This might be the greatest 3 1/2 minutes of a TV show I’ve ever seen staged.
This is a continuous tracking shot with 100 actors. and multiple paces and tones.
38 mins — the overhead hula hoop shot with Susie/Alex!!!  un-fuckin real.

Season 2 episode 5 — (thirteen) “Midnight at The Concord”
Catskills — Midge returns to B. Altman —
she & doctor boyfriend go to a Broadway play The Legend of Lizzie (Borden)
25 mins – GREAT Lenny Bruce scene!!!!! God this writing is amazing!! And so’s the actor Luke Kirby.
Lenny does part of a set . . . then great scene with Midge at table.
Great scene at the Stage Deli — Midge tells doctor she’s a comedian.
GREAT writing and pacing.
45 mins – Midge preforms at the Catskills, KILLS, father in audience
Un-fucking believable episode.
This is the greatest TV ever made
Veep was great. Seinfeld was great. But this is the greatest.
Holy mother of god.

Season 2 – episode 6 (fourteen) “Let’s Face The Music and Dance”
Great family breakfast at big round table.
Then big father–daughter scene on porch.
8:45 lysergic acid mentioned!
the editing, the pacing, the storytelling, the cinematography.
Midge’s brother Noah is an undercover security operative (CIA).
ie; both the kids have a secret life.
Kevin Pollak is f’n great.  So glad he’s in this.
GREAT episode!

* Season 2 – episode 7 (fifteen) “Look, She Made A Hat”
The art / artist episode!
The dialog is fucking brilliant!
They go to the Cedar Tavern!!!
of course they stage it as a nice bar. But I don’t complain. WHAT a set!!!
8 mins – the drunk eccentric artist Declan Howell — his first line is “Fuck Burroughs!  I’m done with writers!”  (!)
The actor, Rufus Sewell, was nominated for an Emmy for Outstanding Guest Actor in a Comedy Series – and lost to Luke Kirby as Lenny!
Artist shows Midge his magic famous secret painting.
He lets the doctor buy a painting. “Tell him to pick out any painting he wants and leave a cheque on the table.”
26 mins – Amazing artist studio scene!!!
Midge’s attempted reveal to the family about her comedy career.  Amazing scene.  Brilliant writing and execution!
Story marks one year anniversary.
boy — I sure see why this has won 20 Emmys in 3 seasons!!
the second season may be better than the first!
43 mins — oh my god the dinner comedy performing reveal scene is fucking brilliantly written and edited!!!
holy f’n christ!!

Season 2 – episode 8 (sixteen) “Someday …”
they go on the road to Washington, Philly — disastrous tour.
Midge & Susie are bickering all the time.
Midge does return gig at club in Midtown.
Didn’t love this episode.

Season 2 – episode 9 (seventeen) “Vote For Kennedy, Vote For Kennedy”
Father Abe loses it in front a students.
12 mins – telethon.
Shy Baldwin – Nat King Cole character on telethon.
Columbia U. asks Abe to leave.
23 mins – arthritis & rheumatism telethon broadcast, 1959.  Great period TV set and dance.
30 mins – Jane Lynch as Sophie Lennon comes back (in the telethon).
35 mins – Shy Baldwin sings for first time.
40 mins – great mirror shot.
Susie storms into Sophie Lennon’s dressing room.  Alex Borstein vs. Jane Lynch.
44 mins – Midge’s set to close show at 11:55PM.  Midge improvises answering the phones.
Midge does killer end set.
48 mins – Rose: “So this is really happening?” 🙂

Wow! fight between Midge & Susie!  Sad to see.

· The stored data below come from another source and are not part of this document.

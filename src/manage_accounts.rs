use crate::confirm::Confirm;
use crate::pipeline::{
    CompanionSource, EnrichReport, EnrichmentPipeline, MutationOutcome, MutationRequest,
    PipelineConfig,
};
use crate::services::{BackendService, Method, Record, ServiceResult, ViewContext};
use crate::session::SessionStore;
use crate::views::{load_into, mutate_into, render_into, FanOut, ViewKind};
use serde_json::Value;

/// Block and verification status copied from `/user/all` onto profile lists.
pub const ACCOUNT_STATUS: CompanionSource = CompanionSource {
    endpoint: "/user/all",
    key_field: "_id",
    fields: &["isBlocked", "isVerified", "email"],
};

pub fn account_config() -> PipelineConfig {
    PipelineConfig::new("/user/all")
}

pub fn block_request(id: &str, blocked: bool) -> MutationRequest {
    let mut patch = Record::new();
    patch.insert("isBlocked".into(), Value::Bool(blocked));
    let prompt = if blocked {
        format!("Block account {id}?")
    } else {
        format!("Unblock account {id}?")
    };
    MutationRequest {
        id: id.to_string(),
        method: Method::Put,
        path: format!("/admin/users/{id}/block?isBlocked={blocked}"),
        prompt,
        patch,
    }
}

pub fn block_action(blocked: bool) -> &'static str {
    if blocked {
        "block"
    } else {
        "unblock"
    }
}

pub struct AccountDirectory<B: BackendService> {
    pipeline: EnrichmentPipeline<B>,
}

impl<B: BackendService> AccountDirectory<B> {
    pub fn new(backend: B) -> Self {
        Self {
            pipeline: EnrichmentPipeline::new(backend, account_config()),
        }
    }

    pub fn pipeline(&self) -> &EnrichmentPipeline<B> {
        &self.pipeline
    }

    pub async fn load(
        &mut self,
        ctx: &mut ViewContext,
        session: &dyn SessionStore,
    ) -> ServiceResult<EnrichReport> {
        load_into(
            &mut self.pipeline,
            ctx,
            session,
            ViewKind::Accounts,
            FanOut::Barrier,
        )
        .await
    }

    pub fn render(&self, ctx: &mut ViewContext, query: &str) {
        render_into(&self.pipeline, ctx, ViewKind::Accounts, query);
    }

    pub fn blocked_count(&self) -> usize {
        self.pipeline
            .records()
            .iter()
            .filter(|record| record.get("isBlocked").and_then(Value::as_bool) == Some(true))
            .count()
    }

    pub async fn set_blocked(
        &mut self,
        ctx: &mut ViewContext,
        session: &dyn SessionStore,
        confirm: &dyn Confirm,
        id: &str,
        blocked: bool,
    ) -> ServiceResult<MutationOutcome> {
        mutate_into(
            &mut self.pipeline,
            ctx,
            session,
            confirm,
            ViewKind::Accounts,
            block_action(blocked),
            block_request(id, blocked),
        )
        .await
    }
}
use crate::services::{AdminError, NotificationLevel, ServiceResult, ViewContext};
use tracing::{error, warn};

pub fn user_message(err: &AdminError) -> String {
    match err {
        AdminError::MissingAuth => "You are not signed in. Please log in again.".into(),
        AdminError::Unauthorized => "Your session has expired. Please log in again.".into(),
        AdminError::Transport(_) => "Could not reach the server. Please try again.".into(),
        AdminError::EmptyOrMalformedPayload(_) => "The server returned no usable data.".into(),
        AdminError::RequestFailed { status, message } => {
            format!("Loading failed ({status}): {message}")
        }
        AdminError::MutationRejected { status, message } => {
            format!("Action failed ({status}): {message}")
        }
        AdminError::Validation(message) => message.clone(),
        AdminError::NotFound(what) => format!("{what} was not found."),
    }
}

pub fn requires_login(err: &AdminError) -> bool {
    matches!(err, AdminError::MissingAuth | AdminError::Unauthorized)
}

/// Records `err` as a user-visible notification and hands it back.
pub fn report_error<T>(ctx: &mut ViewContext, err: AdminError) -> ServiceResult<T> {
    if requires_login(&err) {
        warn!(error = %err, "re-authentication required");
        ctx.context.set("login_required", true);
    } else {
        error!(error = %err, "admin view error");
    }
    let message = user_message(&err);
    ctx.context.set("error_message", &message);
    ctx.notify(NotificationLevel::Error, message);
    Err(err)
}

#[cfg(test)]
mod tests {
    use super::*;

    #[test]
    fn report_error_sets_message() {
        let mut ctx = ViewContext::default();
        let result: ServiceResult<()> = report_error(
            &mut ctx,
            AdminError::MutationRejected {
                status: 409,
                message: "already blocked".into(),
            },
        );
        assert!(result.is_err());
        assert_eq!(
            ctx.context.string("error_message").unwrap(),
            "Action failed (409): already blocked"
        );
        assert!(ctx.has_errors());
        assert!(!ctx.context.bool("login_required"));
    }

    #[test]
    fn auth_errors_ask_for_login() {
        let mut ctx = ViewContext::default();
        let _ = report_error::<()>(&mut ctx, AdminError::Unauthorized);
        assert!(ctx.context.bool("login_required"));
    }
}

Season 2 – episode 10 (eighteen) “All Alone”
costumes, production design, cinematography, casting, the scriptwriting
Midge in blond hair??? — flashback to courting in college.
The dancing in the street scene crane shot scene like old musicals.
The doctor wants to marry Miriam.  He interviews with Abe.
20 mins — amazing baseball hitting scene in Riverside Park – one continuous shot!
Abe gets fired from Bell Labs.
Midge talks about pregancy and gets thrown off stage.
* * it’s like the early Seinfeld episodes in that the comedian talks about the storylines in the episode.
So brilliant and karmically right to cast Alex Borstein.
32 mins — Dublin House!
Lenny Bruce! – having doubts about career
36 mins — Alex B at Jane Lynch’s house — Jane Lynch KILLS!!!!
Elia Kazan namedrop!!
Sophie Lennon asks Alex to be her manager!
Her butler is GREAT casting!!
Incredible script and comedy.
The Nat King Cole character!! (Shy Baldwin) — asks her to go on the road with him — 6 months – 3 in America, 3 in Europe.
watching jaw-dropped once again
Abe is leaving Bell Labs and Columbia University
48 mins – Lenny on The Steve Allen Show!
GREAT Steve Allen actor
No way!! they do All Alone  — WOW!!
Cafe Reggio scene — on location!  Abe meets with lawyer.
“I’m going to be all alone for the rest of my life.” That’s MY life choice!
And that’s what Midge realizing she will be all alone.
MIND BLOWING episode
THIS is what makes me say this is the greatest TV series ever made.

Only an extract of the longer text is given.